** Opening Dataset excerpts block **

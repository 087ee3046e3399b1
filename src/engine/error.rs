// ==========================================
// 蛋鸡场运营 ERP - 引擎层错误类型
// ==========================================

use crate::repository::error::RepositoryError;
use chrono::NaiveDate;
use thiserror::Error;

/// 引擎层错误类型
///
/// 数据访问错误原样向上传递，引擎不做重试
#[derive(Error, Debug)]
pub enum EngineError {
    #[error("无效日期范围: start={start} 晚于 end={end}")]
    InvalidDateRange { start: NaiveDate, end: NaiveDate },

    #[error("无效月份: {0} (应为 YYYY-MM)")]
    InvalidMonth(String),

    #[error(transparent)]
    Repository(#[from] RepositoryError),
}

/// Result 类型别名
pub type EngineResult<T> = Result<T, EngineError>;
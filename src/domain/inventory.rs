// ==========================================
// 蛋鸡场运营 ERP - 库存物料
// ==========================================

use serde::{Deserialize, Serialize};

/// 库存物料 (饲料原料、药品、包装等)
#[derive(Debug, Clone, PartialEq, Serialize, Deserialize)]
pub struct InventoryItem {
    pub item_id: String,
    pub name: String,
    pub category: String,
    pub current_stock: f64,
    pub unit: String,
    pub reorder_point: Option<f64>,         // 再订货点, 缺失或为 0 时不参与告警
    pub storage_location: Option<String>,   // 存放区域, 作为告警 farm_section
}

impl InventoryItem {
    /// 库存占再订货点的百分比
    ///
    /// 再订货点缺失或为 0 时返回 None
    pub fn percent_remaining(&self) -> Option<f64> {
        match self.reorder_point {
            Some(rp) if rp != 0.0 => Some(self.current_stock / rp * 100.0),
            _ => None,
        }
    }
}
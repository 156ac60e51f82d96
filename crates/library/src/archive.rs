use std::collections::HashSet;
use std::fs::{self, File};
use std::io::{self, Seek, Write};
use std::path::Path;

use common::{base_name, SearchResult};
use rusqlite::params;
use serde::Serialize;
use tracing::{debug, warn};
use zip::write::SimpleFileOptions;
use zip::{CompressionMethod, ZipWriter};

use crate::error::LibraryError;
use crate::store::CatalogStore;

const ALBUM_FILES_SQL: &str = r"
    SELECT
        t.id,
        t.name,
        al.name,
        at.name,
        t.number
    FROM
        tracks AS t
            LEFT JOIN albums AS al ON al.id = t.album_id
            LEFT JOIN artists AS at ON at.id = t.artist_id
    WHERE
        t.album_id = ?1
    ORDER BY
        t.number, t.id
";

#[derive(Clone, Debug, PartialEq, Eq, Serialize)]
pub struct ArchiveSummary {
    pub album: String,
    /// Suggested download name, `<album>.zip`.
    pub file_name: String,
    pub entries: Vec<String>,
}

pub fn album_files(store: &CatalogStore, album_id: i64) -> Result<Vec<SearchResult>, LibraryError> {
    store.with_conn(|conn| {
        let mut stmt = conn.prepare_cached(ALBUM_FILES_SQL)?;
        let rows = stmt.query_map(params![album_id], |row| {
            Ok(SearchResult {
                id: row.get(0)?,
                title: row.get(1)?,
                album: row.get::<_, Option<String>>(2)?.unwrap_or_default(),
                artist: row.get::<_, Option<String>>(3)?.unwrap_or_default(),
                track_number: row.get(4)?,
            })
        })?;
        let tracks = rows.collect::<rusqlite::Result<Vec<_>>>()?;
        Ok(tracks)
    })
}

/// Zips every track of the album into `sink`, one stored entry per file.
/// A failed build leaves `sink` untouched.
pub fn build_album_archive<W: Write>(
    store: &CatalogStore,
    album_id: i64,
    sink: &mut W,
) -> Result<ArchiveSummary, LibraryError> {
    let (summary, mut staged) = stage_album_archive(store, album_id)?;
    io::copy(&mut staged, sink)?;
    sink.flush()?;
    Ok(summary)
}

/// Builds the album zip in an anonymous temp file and returns it rewound to the
/// start. The file only exists once the archive is complete.
pub fn stage_album_archive(
    store: &CatalogStore,
    album_id: i64,
) -> Result<(ArchiveSummary, File), LibraryError> {
    let album = store
        .album(album_id)?
        .ok_or_else(|| LibraryError::NotFound(format!("album {}", album_id)))?;
    let tracks = album_files(store, album_id)?;
    if tracks.is_empty() {
        return Err(LibraryError::NotFound(format!("album {}", album_id)));
    }

    let mut writer = ZipWriter::new(tempfile::tempfile()?);
    let mut names = EntryNames::default();
    let mut entries = Vec::with_capacity(tracks.len());

    for listed in &tracks {
        let track = store
            .track(listed.id)?
            .ok_or_else(|| LibraryError::NotFound(format!("track {}", listed.id)))?;
        let contents = fs::read(&track.fs_path).map_err(|err| {
            warn!(
                "Failed to read {:?} for album {}: {}",
                track.fs_path, album_id, err
            );
            LibraryError::Io(err)
        })?;

        let name = names.assign(&base_name(&track.fs_path), track.number);
        let options = SimpleFileOptions::default()
            .compression_method(CompressionMethod::Stored)
            .large_file(contents.len() as u64 >= u64::from(u32::MAX));
        writer.start_file(name.as_str(), options)?;
        writer.write_all(&contents)?;
        entries.push(name);
    }

    let mut staged = writer.finish()?;
    staged.rewind()?;

    debug!("Archived album {} ({} entries)", album_id, entries.len());
    Ok((
        ArchiveSummary {
            file_name: format!("{}.zip", album.name),
            album: album.name,
            entries,
        },
        staged,
    ))
}

/// Keeps archive entry names unique. Later files that reuse a base name get the
/// track number in front, then a ` (n)` counter.
#[derive(Default)]
struct EntryNames {
    used: HashSet<String>,
}

impl EntryNames {
    fn assign(&mut self, base: &str, track_number: i64) -> String {
        if self.used.insert(base.to_string()) {
            return base.to_string();
        }

        let numbered = format!("{:02} - {}", track_number, base);
        if self.used.insert(numbered.clone()) {
            return numbered;
        }

        let path = Path::new(&numbered);
        let stem = path
            .file_stem()
            .map(|s| s.to_string_lossy().to_string())
            .unwrap_or_else(|| numbered.clone());
        let ext = path.extension().map(|s| s.to_string_lossy().to_string());
        let mut counter = 2usize;
        loop {
            let candidate = match &ext {
                Some(ext) => format!("{} ({}).{}", stem, counter, ext),
                None => format!("{} ({})", stem, counter),
            };
            if self.used.insert(candidate.clone()) {
                return candidate;
            }
            counter += 1;
        }
    }
}

#[cfg(test)]
mod tests {
    use super::EntryNames;
    use crate::error::LibraryError;
    use crate::test_support::{test_library, write_media, write_media_at};
    use std::io::{Cursor, Read};
    use zip::ZipArchive;

    #[test]
    fn entry_names_are_disambiguated() {
        let mut names = EntryNames::default();
        assert_eq!(names.assign("track.mp3", 1), "track.mp3");
        assert_eq!(names.assign("track.mp3", 2), "02 - track.mp3");
        assert_eq!(names.assign("track.mp3", 2), "02 - track (2).mp3");
        assert_eq!(names.assign("track.mp3", 2), "02 - track (3).mp3");
        assert_eq!(names.assign("noext", 4), "noext");
        assert_eq!(names.assign("noext", 4), "04 - noext");
        assert_eq!(names.assign("noext", 4), "04 - noext (2)");
    }

    #[test]
    fn archive_contains_every_album_file() {
        let (dir, library) = test_library();
        let mut album_id = 0;
        let mut sources = Vec::new();
        for (n, title) in ["One", "Two", "Three"].iter().enumerate() {
            let rel = format!("Nova/Dawn/{:02} {}.mp3", n + 1, title);
            let path = write_media(dir.path(), &rel, title, "Nova", "Dawn", n as u16 + 1);
            album_id = library.add_media(&path).unwrap().album_id;
            sources.push(path);
        }

        let mut sink = Vec::new();
        let summary = library.build_album_archive(album_id, &mut sink).unwrap();
        assert_eq!(summary.album, "Dawn");
        assert_eq!(summary.file_name, "Dawn.zip");
        assert_eq!(summary.entries, vec!["01 One.mp3", "02 Two.mp3", "03 Three.mp3"]);

        let mut archive = ZipArchive::new(Cursor::new(sink)).unwrap();
        assert_eq!(archive.len(), 3);
        for source in &sources {
            let name = source.file_name().unwrap().to_string_lossy().to_string();
            let mut entry = archive.by_name(&name).unwrap();
            let mut bytes = Vec::new();
            entry.read_to_end(&mut bytes).unwrap();
            assert_eq!(bytes, std::fs::read(source).unwrap());
        }
    }

    #[test]
    fn shared_base_names_do_not_collide() {
        let (dir, library) = test_library();
        let a = write_media(dir.path(), "cd1/track.mp3", "First", "Nova", "Dawn", 1);
        let b = write_media(dir.path(), "cd2/track.mp3", "Second", "Nova", "Dawn", 2);
        let album_id = library.add_media(&a).unwrap().album_id;
        library.add_media(&b).unwrap();

        let mut sink = Vec::new();
        let summary = library.build_album_archive(album_id, &mut sink).unwrap();
        assert_eq!(summary.entries, vec!["track.mp3", "02 - track.mp3"]);
        assert_eq!(ZipArchive::new(Cursor::new(sink)).unwrap().len(), 2);
    }

    #[test]
    fn missing_file_aborts_without_output() {
        let (dir, library) = test_library();
        let mut album_id = 0;
        let mut paths = Vec::new();
        for n in 1..=3u16 {
            let rel = format!("Nova/Dawn/{:02}.mp3", n);
            let title = format!("Song {}", n);
            let path = write_media(dir.path(), &rel, &title, "Nova", "Dawn", n);
            album_id = library.add_media(&path).unwrap().album_id;
            paths.push(path);
        }
        std::fs::remove_file(&paths[1]).unwrap();

        let mut sink = Vec::new();
        let err = library.build_album_archive(album_id, &mut sink).unwrap_err();
        assert!(matches!(err, LibraryError::Io(_)));
        assert!(sink.is_empty());
    }

    #[test]
    fn staged_archive_starts_at_the_beginning() {
        let (dir, library) = test_library();
        let path = write_media(dir.path(), "Nova/Dawn/01.mp3", "One", "Nova", "Dawn", 1);
        let album_id = library.add_media(&path).unwrap().album_id;

        let (summary, staged) = library.stage_album_archive(album_id).unwrap();
        assert_eq!(summary.entries, vec!["01.mp3"]);
        let mut archive = ZipArchive::new(staged).unwrap();
        assert_eq!(archive.len(), 1);
        let mut bytes = Vec::new();
        archive.by_index(0).unwrap().read_to_end(&mut bytes).unwrap();
        assert_eq!(bytes, std::fs::read(&path).unwrap());
    }

    #[cfg(unix)]
    #[test]
    fn non_utf8_file_names_are_archived() {
        use std::ffi::OsStr;
        use std::os::unix::ffi::OsStrExt;

        let (dir, library) = test_library();
        let path = dir.path().join(OsStr::from_bytes(b"caf\xe9.mp3"));
        write_media_at(&path, "Cafe", "Nova", "Dawn", 1);
        let album_id = library.add_media(&path).unwrap().album_id;

        let mut sink = Vec::new();
        let summary = library.build_album_archive(album_id, &mut sink).unwrap();
        assert_eq!(summary.entries, vec!["caf\u{fffd}.mp3"]);
        let mut archive = ZipArchive::new(Cursor::new(sink)).unwrap();
        let mut bytes = Vec::new();
        archive.by_index(0).unwrap().read_to_end(&mut bytes).unwrap();
        assert_eq!(bytes, std::fs::read(&path).unwrap());
    }

    #[test]
    fn unknown_album_is_not_found() {
        let (_dir, library) = test_library();
        assert!(library.get_album_files(7).is_empty());
        let mut sink = Vec::new();
        let err = library.build_album_archive(7, &mut sink).unwrap_err();
        assert!(err.is_not_found());
        assert!(sink.is_empty());
    }
}
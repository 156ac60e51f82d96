use std::time::SystemTime;

use tracing::{info, warn};

use crate::state::{AppState, ScanStatus};

/// Walks every configured library root on the blocking pool. Returns false
/// without starting anything when a scan is already running.
pub fn start_scan(state: AppState) -> bool {
    {
        let mut guard = state.scan_status.write();
        if matches!(*guard, ScanStatus::Scanning { .. }) {
            return false;
        }
        *guard = ScanStatus::Scanning {
            started: SystemTime::now(),
        };
    }

    tokio::spawn(async move {
        let library = state.library.clone();
        let result = tokio::task::spawn_blocking(move || library.scan()).await;
        match result {
            Ok(report) => {
                info!(
                    "Library scan complete: {} files, {} ingested, {} failed",
                    report.files_seen, report.ingested, report.failed
                );
                *state.scan_status.write() = ScanStatus::Finished(report);
            }
            Err(err) => {
                let message = err.to_string();
                warn!("Library scan join error: {}", message);
                *state.scan_status.write() = ScanStatus::Failed(message);
            }
        }
    });
    true
}
use metadata::MetadataError;
use rusqlite::ffi;

#[derive(Debug)]
pub enum LibraryError {
    NotFound(String),
    StorageUnavailable(String),
    Schema(rusqlite::Error),
    Lookup(rusqlite::Error),
    UnreadableMedia {
        path: String,
        source: MetadataError,
    },
    Io(std::io::Error),
    Closed,
}

impl LibraryError {
    /// True when an insert lost a race against a writer that committed the same unique key.
    pub fn is_unique_conflict(&self) -> bool {
        match self {
            LibraryError::Lookup(rusqlite::Error::SqliteFailure(err, _)) => {
                err.extended_code == ffi::SQLITE_CONSTRAINT_UNIQUE
            }
            _ => false,
        }
    }

    pub fn is_not_found(&self) -> bool {
        matches!(self, LibraryError::NotFound(_))
    }
}

impl std::fmt::Display for LibraryError {
    fn fmt(&self, f: &mut std::fmt::Formatter<'_>) -> std::fmt::Result {
        match self {
            LibraryError::NotFound(what) => write!(f, "not found: {}", what),
            LibraryError::StorageUnavailable(message) => {
                write!(f, "storage unavailable: {}", message)
            }
            LibraryError::Schema(err) => write!(f, "schema error: {}", err),
            LibraryError::Lookup(err) => write!(f, "lookup error: {}", err),
            LibraryError::UnreadableMedia { path, source } => {
                write!(f, "unreadable media {}: {}", path, source)
            }
            LibraryError::Io(err) => write!(f, "io error: {}", err),
            LibraryError::Closed => write!(f, "library is closed"),
        }
    }
}

impl std::error::Error for LibraryError {
    fn source(&self) -> Option<&(dyn std::error::Error + 'static)> {
        match self {
            LibraryError::Schema(err) | LibraryError::Lookup(err) => Some(err),
            LibraryError::UnreadableMedia { source, .. } => Some(source),
            LibraryError::Io(err) => Some(err),
            _ => None,
        }
    }
}

impl From<std::io::Error> for LibraryError {
    fn from(err: std::io::Error) -> Self {
        LibraryError::Io(err)
    }
}

impl From<rusqlite::Error> for LibraryError {
    fn from(err: rusqlite::Error) -> Self {
        LibraryError::Lookup(err)
    }
}

impl From<zip::result::ZipError> for LibraryError {
    fn from(err: zip::result::ZipError) -> Self {
        match err {
            zip::result::ZipError::Io(err) => LibraryError::Io(err),
            other => LibraryError::Io(std::io::Error::other(other)),
        }
    }
}
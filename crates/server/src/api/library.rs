use std::io::SeekFrom;
use std::time::UNIX_EPOCH;

use axum::{
    body::Body,
    extract::{Path as AxumPath, Query, State},
    http::{header, HeaderMap, HeaderValue, StatusCode},
    response::Response,
    Json,
};
use common::SearchResult;
use library::{Library, LibraryError};
use tokio::io::{AsyncReadExt, AsyncSeekExt};
use tokio_util::io::ReaderStream;
use tracing::{debug, warn};

use crate::range::{parse_range_header, unsatisfied_range, RangeError};
use crate::state::{AppState, JsonResult, LibraryStatusResponse, ScanStatus, SearchQuery};
use crate::utils::{attachment_disposition, json_error, json_error_response, parse_id};

pub async fn search(
    State(state): State<AppState>,
    Query(params): Query<SearchQuery>,
) -> JsonResult<Vec<SearchResult>> {
    run_search(&state.library, &params.query, params.limit)
}

pub async fn search_term(
    State(state): State<AppState>,
    AxumPath(term): AxumPath<String>,
) -> JsonResult<Vec<SearchResult>> {
    run_search(&state.library, &term, None)
}

fn run_search(
    library: &Library,
    term: &str,
    limit: Option<usize>,
) -> JsonResult<Vec<SearchResult>> {
    if term.trim().is_empty() {
        return Err(json_error(StatusCode::BAD_REQUEST, "query is required"));
    }
    let mut results = library.search(term);
    if let Some(limit) = limit {
        results.truncate(limit);
    }
    Ok(Json(results))
}

pub async fn get_file(
    State(state): State<AppState>,
    AxumPath(track_id): AxumPath<String>,
    headers: HeaderMap,
) -> Response {
    let Some(track_id) = parse_id(&track_id) else {
        return json_error_response(StatusCode::NOT_FOUND, "track not found");
    };
    let Some(path) = state.library.get_file_path(track_id) else {
        return json_error_response(StatusCode::NOT_FOUND, "track not found");
    };

    let mut file = match tokio::fs::File::open(&path).await {
        Ok(file) => file,
        Err(err) if err.kind() == std::io::ErrorKind::NotFound => {
            warn!("Track {} points at missing file {:?}", track_id, path);
            return json_error_response(StatusCode::NOT_FOUND, "file not found");
        }
        Err(err) => {
            warn!("Failed to open {:?}: {}", path, err);
            return json_error_response(StatusCode::INTERNAL_SERVER_ERROR, "failed to open file");
        }
    };
    let size = match file.metadata().await {
        Ok(meta) => meta.len(),
        Err(err) => {
            warn!("Failed to stat {:?}: {}", path, err);
            return json_error_response(StatusCode::INTERNAL_SERVER_ERROR, "failed to open file");
        }
    };
    let mime = mime_guess::from_path(&path).first_or_octet_stream();
    let content_type = HeaderValue::from_str(mime.as_ref())
        .unwrap_or_else(|_| HeaderValue::from_static("application/octet-stream"));

    let range = headers
        .get(header::RANGE)
        .and_then(|value| value.to_str().ok())
        .map(|value| parse_range_header(value, size));

    let mut response = match range {
        Some(Ok(range)) => {
            if let Err(err) = file.seek(SeekFrom::Start(range.start)).await {
                warn!("Failed to seek {:?}: {}", path, err);
                return json_error_response(
                    StatusCode::INTERNAL_SERVER_ERROR,
                    "failed to read file",
                );
            }
            let body = Body::from_stream(ReaderStream::new(file.take(range.len())));
            let mut response = Response::new(body);
            *response.status_mut() = StatusCode::PARTIAL_CONTENT;
            let headers = response.headers_mut();
            headers.insert(header::CONTENT_LENGTH, HeaderValue::from(range.len()));
            if let Ok(value) = HeaderValue::from_str(&range.content_range(size)) {
                headers.insert(header::CONTENT_RANGE, value);
            }
            response
        }
        Some(Err(RangeError::Unsatisfiable)) => {
            let mut response = json_error_response(
                StatusCode::RANGE_NOT_SATISFIABLE,
                "requested range not satisfiable",
            );
            if let Ok(value) = HeaderValue::from_str(&unsatisfied_range(size)) {
                response.headers_mut().insert(header::CONTENT_RANGE, value);
            }
            return response;
        }
        Some(Err(RangeError::Invalid)) | None => {
            let mut response = Response::new(Body::from_stream(ReaderStream::new(file)));
            response
                .headers_mut()
                .insert(header::CONTENT_LENGTH, HeaderValue::from(size));
            response
        }
    };

    let headers = response.headers_mut();
    headers.insert(header::CONTENT_TYPE, content_type);
    headers.insert(header::ACCEPT_RANGES, HeaderValue::from_static("bytes"));
    response
}

pub async fn get_album(
    State(state): State<AppState>,
    AxumPath(album_id): AxumPath<String>,
) -> Response {
    let Some(album_id) = parse_id(&album_id) else {
        return json_error_response(StatusCode::NOT_FOUND, "album not found");
    };

    let library = state.library.clone();
    let result = tokio::task::spawn_blocking(move || {
        let (summary, staged) = library.stage_album_archive(album_id)?;
        let size = staged.metadata()?.len();
        Ok::<_, LibraryError>((summary, staged, size))
    })
    .await;

    let (summary, staged, size) = match result {
        Ok(Ok(built)) => built,
        Ok(Err(err)) if err.is_not_found() => {
            return json_error_response(StatusCode::NOT_FOUND, "album not found");
        }
        Ok(Err(LibraryError::Closed)) => {
            return json_error_response(StatusCode::SERVICE_UNAVAILABLE, "library closed");
        }
        Ok(Err(err)) => {
            warn!("Failed to archive album {}: {}", album_id, err);
            return json_error_response(
                StatusCode::INTERNAL_SERVER_ERROR,
                format!("failed to build archive: {}", err),
            );
        }
        Err(err) => {
            warn!("Album archive join error: {}", err);
            return json_error_response(
                StatusCode::INTERNAL_SERVER_ERROR,
                "failed to build archive",
            );
        }
    };
    debug!(
        "Serving {} ({} entries, {} bytes)",
        summary.file_name,
        summary.entries.len(),
        size
    );

    let file = tokio::fs::File::from_std(staged);
    let mut response = Response::new(Body::from_stream(ReaderStream::new(file)));
    let headers = response.headers_mut();
    headers.insert(header::CONTENT_TYPE, HeaderValue::from_static("application/zip"));
    headers.insert(header::CONTENT_LENGTH, HeaderValue::from(size));
    headers.insert(
        header::CONTENT_DISPOSITION,
        attachment_disposition(&summary.file_name),
    );
    response
}

pub async fn get_stats(State(state): State<AppState>) -> JsonResult<LibraryStatusResponse> {
    let stats = match state.library.stats() {
        Ok(stats) => stats,
        Err(LibraryError::Closed) => {
            return Err(json_error(StatusCode::SERVICE_UNAVAILABLE, "library closed"));
        }
        Err(err) => {
            return Err(json_error(
                StatusCode::INTERNAL_SERVER_ERROR,
                format!("library error: {}", err),
            ));
        }
    };
    let status = state.scan_status.read().clone();
    let mut scan_started = None;
    let (message, last_scan) = match &status {
        ScanStatus::Failed(message) => (Some(message.clone()), None),
        ScanStatus::Finished(report) => (None, Some(report.clone())),
        ScanStatus::Scanning { started } => {
            scan_started = started
                .duration_since(UNIX_EPOCH)
                .ok()
                .map(|elapsed| elapsed.as_secs());
            (Some("library scan in progress".to_string()), None)
        }
        ScanStatus::Idle => (None, None),
    };
    Ok(Json(LibraryStatusResponse {
        status: status.label(),
        message,
        artists: stats.artists,
        albums: stats.albums,
        tracks: stats.tracks,
        scan_started,
        last_scan,
    }))
}
use std::fs;
use std::io::ErrorKind;
use std::path::{Path, PathBuf};

use common::file_stem;
use metadata::{TagInfo, TagReader};
use serde::Serialize;
use tracing::debug;

use crate::error::LibraryError;
use crate::resolver::IdentityResolver;
use crate::store::{CatalogStore, NewTrack};

const UNKNOWN_ARTIST: &str = "Unknown Artist";
const UNKNOWN_ALBUM: &str = "Unknown Album";

#[derive(Clone, Copy, Debug, PartialEq, Eq, Serialize)]
pub struct IngestedIds {
    pub artist_id: i64,
    pub album_id: i64,
    pub track_id: i64,
}

#[derive(Clone, Debug, PartialEq, Eq)]
struct MediaTags {
    title: String,
    artist: String,
    album: String,
    number: i64,
}

impl MediaTags {
    fn from_tags(tags: TagInfo, path: &Path) -> Self {
        Self {
            title: tags.title.unwrap_or_else(|| file_stem(path)),
            artist: tags.artist.unwrap_or_else(|| UNKNOWN_ARTIST.to_string()),
            album: tags.album.unwrap_or_else(|| UNKNOWN_ALBUM.to_string()),
            number: tags.track_no.map(i64::from).unwrap_or(0),
        }
    }
}

pub fn add_media(
    store: &CatalogStore,
    reader: &dyn TagReader,
    path: &Path,
) -> Result<IngestedIds, LibraryError> {
    let path = absolute_path(path)?;
    if let Err(err) = fs::metadata(&path) {
        return Err(match err.kind() {
            ErrorKind::NotFound => LibraryError::NotFound(path.display().to_string()),
            _ => LibraryError::Io(err),
        });
    }

    let tags = reader
        .read_tags(&path)
        .map_err(|source| LibraryError::UnreadableMedia {
            path: path.display().to_string(),
            source,
        })?;
    let media = MediaTags::from_tags(tags, &path);

    let resolver = IdentityResolver::new(store);
    let artist_id = resolver.artist_id(&media.artist)?;
    let album_id = resolver.album_id(&media.album, artist_id)?;
    let track_id = resolver.track_id(&NewTrack {
        name: &media.title,
        artist_id,
        album_id,
        fs_path: &path,
        number: media.number,
    })?;

    debug!(
        "Ingested {:?} as track {} (album {}, artist {})",
        path, track_id, album_id, artist_id
    );
    Ok(IngestedIds {
        artist_id,
        album_id,
        track_id,
    })
}

fn absolute_path(path: &Path) -> Result<PathBuf, LibraryError> {
    if path.is_absolute() {
        Ok(path.to_path_buf())
    } else {
        Ok(std::env::current_dir()?.join(path))
    }
}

** Closing Dataset excerpts block **

--- Required work ---
Among the records above, which lines hold the word "contents"? Copy each one.

--- Task solution ---
        let contents = fs::read(&track.fs_path).map_err(|err| {
            .large_file(contents.len() as u64 >= u64::from(u32::MAX));
        writer.write_all(&contents)?;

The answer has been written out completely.